Message ID 20180413154840.5901-4-4bwarnke@informatik.uni-hamburg.de
State RFC
Delegated to: Herbert Xu
Headers show

Commit Message

Benjamin Warnke April 13, 2018, 3:48 p.m. UTC
Up to Version 3 of this patch the decompressor of zbewalgo did not verify
that there is no overflow in the output buffer.

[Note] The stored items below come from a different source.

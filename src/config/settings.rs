//! Application settings loaded from config.toml.
//!
//! The file carries the server bind address, the database URL, the purchase
//! policy knobs the booking core consults at validation time, and an optional
//! list of articles seeded on first start. Every section has defaults, so a
//! missing config.toml yields a runnable development configuration. Secrets
//! (admin credentials, session secret) are never stored here; they come from
//! the environment and are read directly before use.

use crate::core::booking::PurchasePolicy;
use crate::errors::{Error, Result};
use serde::Deserialize;
use std::path::Path;

/// Configuration structure representing the entire config.toml file
#[derive(Debug, Default, Deserialize)]
#[serde(default)]
pub struct AppConfig {
    /// HTTP server settings
    pub server: ServerConfig,
    /// Database settings
    pub database: DatabaseConfig,
    /// Purchase policy consulted by the booking core
    pub policy: PurchasePolicy,
    /// Articles seeded while the article table is empty
    pub articles: Vec<ArticleSeed>,
}

/// HTTP server settings
#[derive(Debug, Deserialize)]
#[serde(default)]
pub struct ServerConfig {
    /// Bind address, host:port
    pub bind: String,
}

impl Default for ServerConfig {
    fn default() -> Self {
        Self {
            bind: "0.0.0.0:8080".to_string(),
        }
    }
}

/// Database settings
#[derive(Debug, Deserialize)]
#[serde(default)]
pub struct DatabaseConfig {
    /// SeaORM connection URL; `DATABASE_URL` overrides it
    pub url: String,
}

impl Default for DatabaseConfig {
    fn default() -> Self {
        Self {
            url: "sqlite://data/barkasse.sqlite?mode=rwc".to_string(),
        }
    }
}

/// Configuration for a single seeded article
#[derive(Debug, Deserialize, Clone)]
pub struct ArticleSeed {
    /// Article name
    pub name: String,
    /// Unit price in euros
    pub preis: f64,
    /// Initial stock count
    #[serde(default)]
    pub bestand: i32,
    /// Low-stock threshold; falls back to the policy default
    pub mindestbestand: Option<i32>,
    /// Display order
    pub order: Option<i32>,
}

/// Loads the application configuration from a TOML file.
///
/// # Errors
/// Returns an error if the file cannot be read or the TOML is invalid.
pub fn load_config<P: AsRef<Path>>(path: P) -> Result<AppConfig> {
    let contents = std::fs::read_to_string(path.as_ref()).map_err(|e| Error::Config {
        message: format!("Failed to read config file: {e}"),
    })?;

    toml::from_str(&contents).map_err(|e| Error::Config {
        message: format!("Failed to parse config.toml: {e}"),
    })
}

/// Loads the configuration from the default location (./config.toml),
/// falling back to built-in defaults when the file does not exist.
pub fn load_default_config() -> Result<AppConfig> {
    if Path::new("config.toml").exists() {
        load_config("config.toml")
    } else {
        Ok(AppConfig::default())
    }
}
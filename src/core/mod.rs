/// Article lifecycle and stock management
pub mod article;
/// The booking core: purchases, cancellations, manual adjustments
pub mod booking;
/// Member lifecycle, search and the purchase hotlist
pub mod member;
/// Read-only reporting and the admin SQL console
pub mod report;
//! CSV assembly for the admin export endpoints.

use axum::{
    http::header,
    response::{IntoResponse, Response},
};

/// Quotes a field when it contains a separator, quote or line break.
#[must_use]
pub fn csv_field(value: &str) -> String {
    if value.contains([',', ';', '"', '\n', '\r']) {
        format!("\"{}\"", value.replace('"', "\"\""))
    } else {
        value.to_string()
    }
}

/// Builds a CSV document from a header and rows.
#[must_use]
pub fn csv_document(header: &[&str], rows: &[Vec<String>]) -> String {
    let mut out = String::new();
    out.push_str(&header.join(","));
    out.push('\n');
    for row in rows {
        let escaped: Vec<String> = row.iter().map(|f| csv_field(f)).collect();
        out.push_str(&escaped.join(","));
        out.push('\n');
    }
    out
}

/// Wraps a CSV document into a download response.
pub fn csv_response(filename: &str, body: String) -> Response {
    (
        [
            (
                header::CONTENT_TYPE,
                "text/csv; charset=utf-8".to_string(),
            ),
            (
                header::CONTENT_DISPOSITION,
                format!("attachment; filename=\"{filename}\""),
            ),
        ],
        body,
    )
        .into_response()
}
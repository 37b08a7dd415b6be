//! Entity module - Contains all SeaORM entity definitions for the database.
//! These entities represent the database tables and their relationships.
//! Each entity has a Model struct for data and an Entity struct for operations.

pub mod article;
pub mod booking;
pub mod member;
pub mod report;
pub mod user;

// Re-export specific types to avoid conflicts
pub use article::{Column as ArticleColumn, Entity as Article, Model as ArticleModel};
pub use booking::{Column as BookingColumn, Entity as Booking, Model as BookingModel};
pub use member::{Column as MemberColumn, Entity as Member, Model as MemberModel};
pub use report::{Column as ReportColumn, Entity as Report, Model as ReportModel};
pub use user::{Column as UserColumn, Entity as User, Model as UserModel};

Now zbewalgo includes a
safe decompressor which does check for buffer overflows and heap-error.
ZBewalgo and other Algorithms like lz4 include an unsafe decompressor version,
which is a bit faster, but does no error checking. These unsafe decompressors
can be applied when the datasource and the whole datapath is trusted.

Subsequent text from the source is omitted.